Esa tremenda decisión no los hizo seres diferentes a los jóvenes de su tiempo, optimistas, espontáneos, ocurrentes. Lo demostró Abel, cuando poco antes del asalto sembró en el patio de la Granjita de Siboney una mata de mangos y le dijo a su hermana: “Dentro de tres años esta mata tendrá mangos y verás como voy a comerlos”.
Lo demostró Almeida cuando en unas prácticas de tiro empezó a saltar y gritar de satisfacción diciendo: ¡Soy un bárbaro! y ante la reprimenda del instructor replicó que era una alegría que tenía dentro y no podía evitar. Lo demostró Gildo Fleitas, a quien se le vio arrollando en los carnavales santiagueros horas antes de caer en combate…

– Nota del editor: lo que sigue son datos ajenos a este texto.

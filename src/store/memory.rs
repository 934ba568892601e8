//! In-memory record store.
//!
//! Not durable. Each call runs as one critical section over the whole
//! collection, which is what makes `find_one_and_update` linearizable here.

use std::collections::BTreeMap;
use std::sync::Arc;

use async_trait::async_trait;
use tokio::sync::Mutex;

use super::{Filter, RecordStore, Sort, Update};
use crate::error::{Error, Result};
use crate::model::{NewRecord, Record, RecordId};

/// In-memory collection. Clones share the same records.
#[derive(Clone)]
pub struct MemoryStore {
    name: String,
    inner: Arc<Mutex<Inner>>,
}

#[derive(Default)]
struct Inner {
    records: BTreeMap<RecordId, Record>,
    next_id: i64,
    indexed: bool,
}

impl Inner {
    fn insert(&mut self, new: NewRecord) -> RecordId {
        self.next_id += 1;
        let id = RecordId(self.next_id);
        self.records.insert(
            id,
            Record {
                id,
                payload: new.payload,
                visible: new.visible,
                ack: None,
                tries: 0,
                deleted: None,
            },
        );
        id
    }
}

impl MemoryStore {
    pub fn new(name: impl Into<String>) -> Self {
        Self {
            name: name.into(),
            inner: Arc::new(Mutex::new(Inner::default())),
        }
    }

    /// Whether `ensure_indexes` has been called on this collection.
    pub async fn is_indexed(&self) -> bool {
        self.inner.lock().await.indexed
    }

    /// Copy of a record by id, for inspection in tests and tooling.
    pub async fn get(&self, id: RecordId) -> Option<Record> {
        self.inner.lock().await.records.get(&id).cloned()
    }
}

#[async_trait]
impl RecordStore for MemoryStore {
    fn collection(&self) -> &str {
        &self.name
    }

    async fn insert_one(&self, record: NewRecord) -> Result<RecordId> {
        Ok(self.inner.lock().await.insert(record))
    }

    async fn insert_many(&self, records: Vec<NewRecord>) -> Result<Vec<RecordId>> {
        if records.is_empty() {
            return Err(Error::EmptyBatch);
        }
        let mut inner = self.inner.lock().await;
        Ok(records.into_iter().map(|r| inner.insert(r)).collect())
    }

    async fn find_one_and_update(
        &self,
        filter: Filter,
        update: Update,
        _sort: Sort,
    ) -> Result<Option<Record>> {
        let mut inner = self.inner.lock().await;

        // BTreeMap iterates in id order, so Natural and IdAscending coincide.
        let Some(id) = inner
            .records
            .values()
            .find(|r| filter.matches(r))
            .map(|r| r.id)
        else {
            return Ok(None);
        };

        if let Update::Claim { ack, .. } = &update {
            let taken = inner
                .records
                .values()
                .any(|r| r.id != id && r.ack.as_deref() == Some(ack.as_str()));
            if taken {
                return Err(Error::DuplicateAck);
            }
        }

        let record = inner
            .records
            .get_mut(&id)
            .ok_or_else(|| Error::Other(format!("record {id} vanished mid-update")))?;
        update.apply(record);
        Ok(Some(record.clone()))
    }

    async fn count(&self, filter: Filter) -> Result<u64> {
        let inner = self.inner.lock().await;
        Ok(inner.records.values().filter(|r| filter.matches(r)).count() as u64)
    }

    async fn delete_many(&self, filter: Filter) -> Result<u64> {
        let mut inner = self.inner.lock().await;
        let before = inner.records.len();
        inner.records.retain(|_, r| !filter.matches(r));
        Ok((before - inner.records.len()) as u64)
    }

    async fn ensure_indexes(&self) -> Result<()> {
        self.inner.lock().await.indexed = true;
        Ok(())
    }
}

#[cfg(test)]
mod tests {
    use super::*;
    use chrono::{Duration, Utc};
    use serde_json::json;

    #[tokio::test]
    async fn insert_many_assigns_ascending_ids() {
        let store = MemoryStore::new("t");
        let now = Utc::now();
        let ids = store
            .insert_many(vec![
                NewRecord::new(json!(1), now),
                NewRecord::new(json!(2), now),
                NewRecord::new(json!(3), now),
            ])
            .await
            .unwrap();
        assert_eq!(ids, vec![RecordId(1), RecordId(2), RecordId(3)]);
    }

    #[tokio::test]
    async fn insert_many_rejects_empty_batch() {
        let store = MemoryStore::new("t");
        let err = store.insert_many(vec![]).await.unwrap_err();
        assert!(matches!(err, Error::EmptyBatch));
    }

    #[tokio::test]
    async fn find_one_and_update_picks_smallest_matching_id() {
        let store = MemoryStore::new("t");
        let now = Utc::now();
        store.insert_one(NewRecord::new(json!("a"), now)).await.unwrap();
        store.insert_one(NewRecord::new(json!("b"), now)).await.unwrap();

        let claimed = store
            .find_one_and_update(
                Filter::Available { now },
                Update::Claim {
                    ack: "x".into(),
                    visible: now + Duration::seconds(30),
                },
                Sort::IdAscending,
            )
            .await
            .unwrap()
            .unwrap();
        assert_eq!(claimed.id, RecordId(1));
        assert_eq!(claimed.tries, 1);
        assert_eq!(claimed.ack.as_deref(), Some("x"));
    }

    #[tokio::test]
    async fn duplicate_ack_is_rejected() {
        let store = MemoryStore::new("t");
        let now = Utc::now();
        store.insert_one(NewRecord::new(json!("a"), now)).await.unwrap();
        store.insert_one(NewRecord::new(json!("b"), now)).await.unwrap();

        let claim = Update::Claim {
            ack: "same".into(),
            visible: now + Duration::seconds(30),
        };
        store
            .find_one_and_update(Filter::Available { now }, claim.clone(), Sort::IdAscending)
            .await
            .unwrap();
        let err = store
            .find_one_and_update(Filter::Available { now }, claim, Sort::IdAscending)
            .await
            .unwrap_err();
        assert!(matches!(err, Error::DuplicateAck));
    }

    #[tokio::test]
    async fn delete_many_returns_removed_count() {
        let store = MemoryStore::new("t");
        let now = Utc::now();
        let id = store.insert_one(NewRecord::new(json!("a"), now)).await.unwrap();
        store.insert_one(NewRecord::new(json!("b"), now)).await.unwrap();
        store
            .find_one_and_update(
                Filter::All,
                Update::Resolve { deleted: now },
                Sort::IdAscending,
            )
            .await
            .unwrap();

        assert_eq!(store.delete_many(Filter::Done).await.unwrap(), 1);
        assert!(store.get(id).await.is_none());
        assert_eq!(store.count(Filter::All).await.unwrap(), 1);
    }

    #[tokio::test]
    async fn clones_share_records() {
        let store = MemoryStore::new("t");
        let other = store.clone();
        store
            .insert_one(NewRecord::new(json!("a"), Utc::now()))
            .await
            .unwrap();
        assert_eq!(other.count(Filter::All).await.unwrap(), 1);
        assert!(!other.is_indexed().await);
        store.ensure_indexes().await.unwrap();
        assert!(other.is_indexed().await);
    }
}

Y cuando años después un estudiante le preguntó a Haydée cuál fue la impresión más fuerte que tuvo en la víspera del asalto, ella reveló sentimientos que podían embargar a cualquier otro revolucionario a punto de hacer realidad la causa que había abrazado: “Queríamos ver, sentir, mirar todo lo que tal vez nunca más miraríamos, no sentiríamos ni veríamos (…) todo era más hermoso, todo era más grande, todo era más bello y todo era más bueno. Nosotros mismos nos sentíamos mejores, nos sentíamos más buenos”. Y aún en ese momento crucial, no perdió el sentido del humor: “Todo lo encontrábamos tan bello, que hasta unos taburetes de los que dos o tres días antes nos reíamos porque no servían, en aquellos momentos antes de partir ¡qué hermosos eran!”

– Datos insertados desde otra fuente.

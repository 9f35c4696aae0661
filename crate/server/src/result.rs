use crate::error::TrlError;

pub type TrlResult<R> = Result<R, TrlError>;

/// A helper trait for `TrlResult` that provides additional methods for error handling.
pub trait TrlResultHelper<T> {
    /// Sets the context for the error.
    ///
    /// # Errors
    ///
    /// Returns a `TrlResult` with the specified context if the original result is an error.
    fn context(self, context: &str) -> TrlResult<T>;

    /// Sets the context for the error using a closure.
    ///
    /// # Errors
    ///
    /// Returns a `TrlResult` with the context returned by the closure if the original result is an error.
    fn with_context<O>(self, op: O) -> TrlResult<T>
    where
        O: FnOnce() -> String;
}

impl<T, E> TrlResultHelper<T> for Result<T, E>
where
    E: std::error::Error,
{
    fn context(self, context: &str) -> TrlResult<T> {
        self.map_err(|e| TrlError::ServerError(format!("{context}: {e}")))
    }

    fn with_context<O>(self, op: O) -> TrlResult<T>
    where
        O: FnOnce() -> String,
    {
        self.map_err(|e| TrlError::ServerError(format!("{}: {e}", op())))
    }
}

impl<T> TrlResultHelper<T> for Option<T> {
    fn context(self, context: &str) -> TrlResult<T> {
        self.ok_or_else(|| TrlError::ServerError(context.to_owned()))
    }

    fn with_context<O>(self, op: O) -> TrlResult<T>
    where
        O: FnOnce() -> String,
    {
        self.ok_or_else(|| TrlError::ServerError(op()))
    }
}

Las acciones que se libraron el 26 de Julio fueron trascendentes no solo por los que cayeron, sino también por los que sobrevivieron y reanudaron la lucha, y otros que guiados por ese ejemplo se sumaron a la insurrección hasta conquistar la victoria.
Hoy los desafíos son menos dramáticos, sin embargo resultan decisivos para hacer irreversible lo alcanzado a partir del gesto heroico de la juventud del Centenario, que se propuso, como señaló el Manifiesto del Moncada a la Nación, “honrar con sacrificio y triunfo, el sueño irrealizado de Martí”.
Cada revolucionario de estos tiempos tiene ante sí una responsabilidad individual en el empeño de perfeccionar y llevar adelante una sociedad que encara grandes desafíos externos e internos, que para vencerlos deben enfrentarse con la misma entrega y fe en la victoria de los combatientes del 26 de Julio.
A los que hoy hacen la historia les corresponden sus propios asaltos para derrotar los vicios, malos hábitos y errores, las manifestaciones de corrupción, desorden, indisciplina y falta de exigencia, siempre con las armas de la honestidad, la decencia, la vergüenza, el decoro, la honradez…
Y en la batalla por rescatar esos valores cívicos y morales, como expresa la canción, todo el mundo tiene su Moncada.